LIMA, Peru — First, the hammer blows ring out across the neighborhood. Then the cement mixer begins its deafening rumble. It is 8 a.m. on a Saturday morning.

Here in Miraflores, one of Lima’s more desirable districts, Peru’s construction boom, driven by Latin America’s most dynamic economy, is underway once again.

From Miraflores to some of the most far-flung Andean provinces, Peruvians of all classes are doing better than ever before. Many are buying new homes — bigger, better homes, in nicer neighborhoods.

That in turn has sent property prices surging. In 2012, real estate in the capital is expected to increase between 20 and 30 percent, further fueling the construction boom, probably the most visible aspect of Peru’s economic miracle.

No Latin American or Caribbean economy grew more than Peru during the decade to 2011, with an average annual GDP increase of around 5.75 percent.

Read more: Peru's gold boom

Even in 2009, as the debt crisis roiled other nations, Peru’s economy grew 0.9 percent. And Peru quickly emerged from the global recession unscathed and is now expected to grow by almost 6 percent per year in 2012 and 2013.

In the region, only Haiti, still recovering from a devastating earthquake, and Panama, are expected to do better.

The spectacular performance is rooted in record commodity prices — Peru is one of the world’s mining superpowers — combined with solid fundamentals and macroeconomic management.

Annual inflation during the decade was just 2.25 percent, a reflection of tight monetary policy, while public debt halved to around 20 percent of GDP.

Peru is also now running a fiscal surplus while its banking sector, virtually rebuilt from scratch during the dark days of economic catastrophe in the early 1990s, is regarded as among the healthiest in the region.

Read more: Peru's difficult past

Meanwhile, an increasing number of trade treaties, including one with the US that took effect in 2009, have also helped maintain the momentum.

The upshot has been per-capita income tripling to almost $6,000, allowing millions of Peruvians to participate in the consumer revolution for the first time.

As a result, Peru is expected to double its current tally of 45 shopping malls in the next two years, according to Gonzalo Ansola, president of the ACCP, Peru’s national shopping center association.

“The growth is coming from new consumers. People are moving from sectors C to B, and B to A,” Ansola told GlobalPost.

Many of those new malls, comprising a total investment of at least $1.3 billion, will be appearing in small provincial towns. Previously, a shopping mall in Peru needed to serve a population center of around one million people to be viable. Now, it just needs around 200,000 people.

Not all Peruvians are sharing in the good times.

“In Peru, there exist two realities,” said Alvaro Monge, of Macroconsult, a Lima-based economic consultancy.

“Lima and the coast is where the modern sector and most development have been concentrated. This contrasts with the big pockets of poverty that still exist, above all in the rainforest and in the southern Andes.”
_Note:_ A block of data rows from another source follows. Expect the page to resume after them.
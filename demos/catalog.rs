use tsgroup::{GroupCatalog, TsId};

fn main() {
    tracing_subscriber::fmt()
        .with_env_filter(
            tracing_subscriber::EnvFilter::try_from_default_env()
                .unwrap_or_else(|_| tracing_subscriber::EnvFilter::new("info")),
        )
        .init();

    let catalog = GroupCatalog::from_file("demos/groups.tsg")
        .expect("failed to load groups")
        .compile()
        .expect("invalid group catalog");

    println!("{catalog}");
    println!("evaluation order: {}", catalog.evaluation_order().join(" -> "));

    let ids: Vec<TsId> = [
        "ABC.Stage.Inst.1Hour.0.raw",
        "ABC-Pool.Elev.Inst.1Hour.0.raw",
        "OLDMILL.Stage.Inst.1Hour.0.raw",
        "ABC.Stage.Inst.1Day.0.raw",
        "KEYS.Flow.Inst.1Hour.0.raw",
        "KEYS.Flow.Ave.1Hour.1Hour.raw",
    ]
    .into_iter()
    .map(TsId::from_path)
    .collect();

    for name in catalog.evaluation_order() {
        let members = catalog.expand(name, &ids).unwrap_or_default();
        println!("{name}: {} of {} identifiers", members.len(), ids.len());
        for id in members {
            println!("    {id}");
        }
    }

    for id in &ids {
        println!("{id} belongs to: {:?}", catalog.groups_containing(id));
    }

    if let Some(parents) = catalog.dependents_of("Retired") {
        println!("re-evaluate after editing \"Retired\": {parents:?}");
    }
}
That increasing inequality led to the election of leftwinger Ollanta Humala as president in April 2011.

But despite the fears that Humala would become a Peruvian Hugo Chavez, the new chief executive has proved pragmatic, keeping Economy Minister Jose Miguel Castilla in his post.
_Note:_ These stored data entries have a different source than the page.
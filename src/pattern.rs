//! Wildcard specification compiler.
//!
//! A group member spec such as `AB*` or `Stage-*` is turned into an anchored,
//! upper-cased regular expression. `*` stands for one or more characters that
//! are not a hyphen, so a wildcard never spans the base/sub separator.
//! Candidates are upper-cased before matching.

use regex::{Regex, RegexBuilder};

use crate::types::{CompileOptions, MemberType, PatternCompileError};

/// Characters that are always taken literally.
const RESERVED: &str = "<([{\\^-=$!|]})?+.>";

/// What `*` expands to.
const WILDCARD: &str = "[^-]+";

/// A compiled member specification.
#[derive(Debug, Clone)]
pub struct WildcardPattern {
    spec: String,
    regex: Regex,
}

impl WildcardPattern {
    /// The raw specification this pattern was compiled from.
    #[must_use]
    pub fn spec(&self) -> &str {
        &self.spec
    }

    /// The generated pattern text.
    #[must_use]
    pub fn pattern(&self) -> &str {
        self.regex.as_str()
    }

    /// Test an already upper-cased value. The whole value must match.
    #[must_use]
    pub fn is_match_upper(&self, value: &str) -> bool {
        self.regex.is_match(value)
    }

    /// Test a value, upper-casing it first.
    #[must_use]
    pub fn is_match(&self, value: &str) -> bool {
        self.regex.is_match(&value.to_uppercase())
    }
}

/// Translate a raw member spec into pattern text.
#[must_use]
pub fn make_pattern_string(spec: &str) -> String {
    let mut out = String::with_capacity(spec.len() + 8);
    out.push('^');
    for c in spec.chars() {
        if c == '*' {
            out.push_str(WILDCARD);
        } else if RESERVED.contains(c) {
            // `regex::escape` knows which of these the engine treats as
            // metacharacters; `<` and `>` must stay bare or they become
            // word-boundary assertions.
            out.push_str(&regex::escape(c.encode_utf8(&mut [0; 4])));
        } else if c.is_lowercase() {
            out.extend(c.to_uppercase());
        } else {
            out.push(c);
        }
    }
    out.push('$');
    out
}

/// Compile one raw spec.
///
/// # Errors
///
/// Returns [`PatternCompileError`] if the generated pattern is rejected by the
/// regex engine, typically because it exceeds the configured size limits.
pub fn compile(
    member: MemberType,
    spec: &str,
    options: &CompileOptions,
) -> Result<WildcardPattern, PatternCompileError> {
    let pattern = make_pattern_string(spec);
    RegexBuilder::new(&pattern)
        .size_limit(options.size_limit)
        .dfa_size_limit(options.dfa_size_limit)
        .build()
        .map(|regex| WildcardPattern {
            spec: spec.to_owned(),
            regex,
        })
        .map_err(|source| PatternCompileError {
            member,
            spec: spec.to_owned(),
            pattern,
            source,
        })
}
He has also ditched his rhetoric of nationalizations for a new slogan of “growth with social inclusion,” apparently bent on following the model of former Brazil President Luiz Inacio Lula da Silva of using a booming market economy to fund social programs to aid the poorest.

Although there are massive amounts of foreign direct investment in Peru’s mining and hydrocarbons sectors, the rest of the economy is largely fuelled by Peruvian capital, which is also now starting to cross borders and invest in Ecuador and Chile, among others.

Yet there remain opportunities in Peru for foreign investors, according to Macroconsult’s Monge, particularly in infrastructure.

Peru is a relatively large country — three times the size of California — with some of the most challenging geography on the planet. There is a desperate need for new roads and better airports.

More deepwater ports would also allow Peru to make the most of its location on the supply line of Brazilian commodities to hungry Asian markets, particularly China.

Meanwhile, Peru has a desperate need to improve its national educational system, which is widely viewed as among the worst in Latin America, and ensure health care reaches all.

Contemplating Peru in 2030, Monge predicts: “The difference will be the quality of education; well-equipped schools, good teachers who are well paid and teach well, and whether we have good health care, so that we can tackle common illnesses and child malnutrition. That is what will make the difference to our level of development.”